Barack Obama and the speech that roared
President Obama’s inaugural address is still ringing in Washington ears. Many Democrats can’t quite believe what they heard echo through the icy air yesterday.
The man who had been accused by many of his own followers for being too pragmatic and cowed by carnivore Republicans in his first term used silky rhetoric to effectively read them the riot act with clenched fist.
“We, the people” was the guiding mantra of his speech. He borrowed the famous words from the preamble to the American constitution to toss them back in the face of his fiercest Republican opponents… on wealth, on immigration, on guns, on gay rights and climate change.
Obama used America’s most cherished rhetoric and wrapped it around his own political agenda. He reminded the losers that they had lost the election because they are out of touch with 21st century American diversity.
Without spelling it out in so many words he stated that rich, straight, white males were an endangered species still behaving like the kings of the jungle.
Mitt Romney wasn’t even in the audience to pick up the slurs. He was the first loser of a presidential election to stay away from an inauguration since Michael Dukakis choked on sour grapes in 1989. Of course, Obama also preached unity to a bitterly divided nation, but only on his terms.
Republicans are furious. This is the true Obama we have always warned you about, they thunder. Some are muttering about his birth certificate again. Accusations of un-American activities and attitudes are bound to surface.
I can see Obama’s point. He has been freed from the need for re-election. He has been scarred by dogged Republican opposition to policies like limited healthcare reform that even they once celebrated as their own.
Senator Mitch McConnell once proudly declared that his principal ambition was to render Obama a one-termer. The re-elected president’s revenge may be sweet and understandable.
But inaugural addresses are meant to heal the nation not throw salt in its wounds. Obama likes to compare himself to that other president from Illinois, Abraham Lincoln.

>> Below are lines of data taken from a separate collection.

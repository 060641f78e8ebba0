use std::collections::{HashMap, HashSet};

use crate::error::{EngineError, Result};
use crate::graph::cycle;
use crate::models::{Dependency, Task};

/// Validated, index-addressed dependency graph for one project.
///
/// Task ids are sorted lexically and index order follows that sort, so any
/// traversal that breaks ties by index also breaks them by id.
#[derive(Debug, Clone)]
pub struct ProjectGraph {
    ids: Vec<String>,
    successors: Vec<Vec<(usize, i64)>>,
    predecessors: Vec<Vec<(usize, i64)>>,
}

impl ProjectGraph {
    /// Build and validate the graph. Checks run in this order: task scope,
    /// edge shape (self-loop, dangling, duplicate, lag bound), then cycles.
    pub fn build(
        project_id: &str,
        tasks: &[Task],
        edges: &[Dependency],
        max_lag_minutes: i64,
    ) -> Result<Self> {
        let mut ids: Vec<String> = Vec::with_capacity(tasks.len());
        for task in tasks {
            if task.project_id != project_id {
                return Err(EngineError::ScopeMismatch {
                    entity: "task",
                    id: task.id.clone(),
                    project_id: project_id.to_string(),
                });
            }
            ids.push(task.id.clone());
        }
        ids.sort_unstable();
        if let Some(dup) = ids.windows(2).find(|w| w[0] == w[1]) {
            return Err(EngineError::validation(format!("Duplicate task id: {}", dup[0])));
        }

        let index: HashMap<String, usize> =
            ids.iter().enumerate().map(|(i, id)| (id.clone(), i)).collect();
        let mut successors = vec![Vec::new(); ids.len()];
        let mut predecessors = vec![Vec::new(); ids.len()];
        let mut seen: HashSet<(usize, usize)> = HashSet::with_capacity(edges.len());

        for edge in edges {
            if edge.predecessor_id == edge.successor_id {
                return Err(EngineError::SelfLoop(edge.predecessor_id.clone()));
            }
            let lookup = |id: &str| {
                index.get(id).copied().ok_or_else(|| EngineError::DanglingEdge {
                    predecessor: edge.predecessor_id.clone(),
                    successor: edge.successor_id.clone(),
                    missing: id.to_string(),
                })
            };
            let from = lookup(&edge.predecessor_id)?;
            let to = lookup(&edge.successor_id)?;
            if !seen.insert((from, to)) {
                return Err(EngineError::DuplicateEdge {
                    predecessor: edge.predecessor_id.clone(),
                    successor: edge.successor_id.clone(),
                });
            }
            if edge.lag_minutes.abs() > max_lag_minutes {
                return Err(EngineError::LagOutOfRange {
                    predecessor: edge.predecessor_id.clone(),
                    successor: edge.successor_id.clone(),
                    lag_minutes: edge.lag_minutes,
                    limit: max_lag_minutes,
                });
            }
            successors[from].push((to, edge.lag_minutes));
            predecessors[to].push((from, edge.lag_minutes));
        }
        for list in successors.iter_mut().chain(predecessors.iter_mut()) {
            list.sort_unstable();
        }

        let graph = Self {
            ids,
            successors,
            predecessors,
        };
        graph.ensure_acyclic()?;
        Ok(graph)
    }

    fn ensure_acyclic(&self) -> Result<()> {
        let adjacency: Vec<Vec<usize>> = self
            .successors
            .iter()
            .map(|list| list.iter().map(|&(to, _)| to).collect())
            .collect();
        match cycle::find_cycle_indexed(&adjacency) {
            Some(found) => Err(EngineError::CycleDetected {
                cycle: found.into_iter().map(|i| self.ids[i].clone()).collect(),
            }),
            None => Ok(()),
        }
    }

    pub fn len(&self) -> usize {
        self.ids.len()
    }

    pub fn is_empty(&self) -> bool {
        self.ids.is_empty()
    }

    pub fn id(&self, index: usize) -> &str {
        &self.ids[index]
    }

    /// `(successor, lag_minutes)` pairs.
    pub fn successors(&self, index: usize) -> &[(usize, i64)] {
        &self.successors[index]
    }

    /// `(predecessor, lag_minutes)` pairs.
    pub fn predecessors(&self, index: usize) -> &[(usize, i64)] {
        &self.predecessors[index]
    }

    pub fn edge_count(&self) -> usize {
        self.successors.iter().map(Vec::len).sum()
    }
}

His second inaugural address was all about reconciliation at a time of bitter civil war. The situation was far too bloody and Lincoln far too wise to adopt a tone of “Gotcha!”
Today’s divisions are of a lesser nature. But they have almost rendered this democracy dysfunctional. They are consuming the system with cannibalistic vengeance.
Could Obama, the healer in chief, who rose to political prominence on a promise of restoring lost unity, have found more subtle words to make his point while wooing the other side? Perhaps. At least he didn’t lip-sync his words.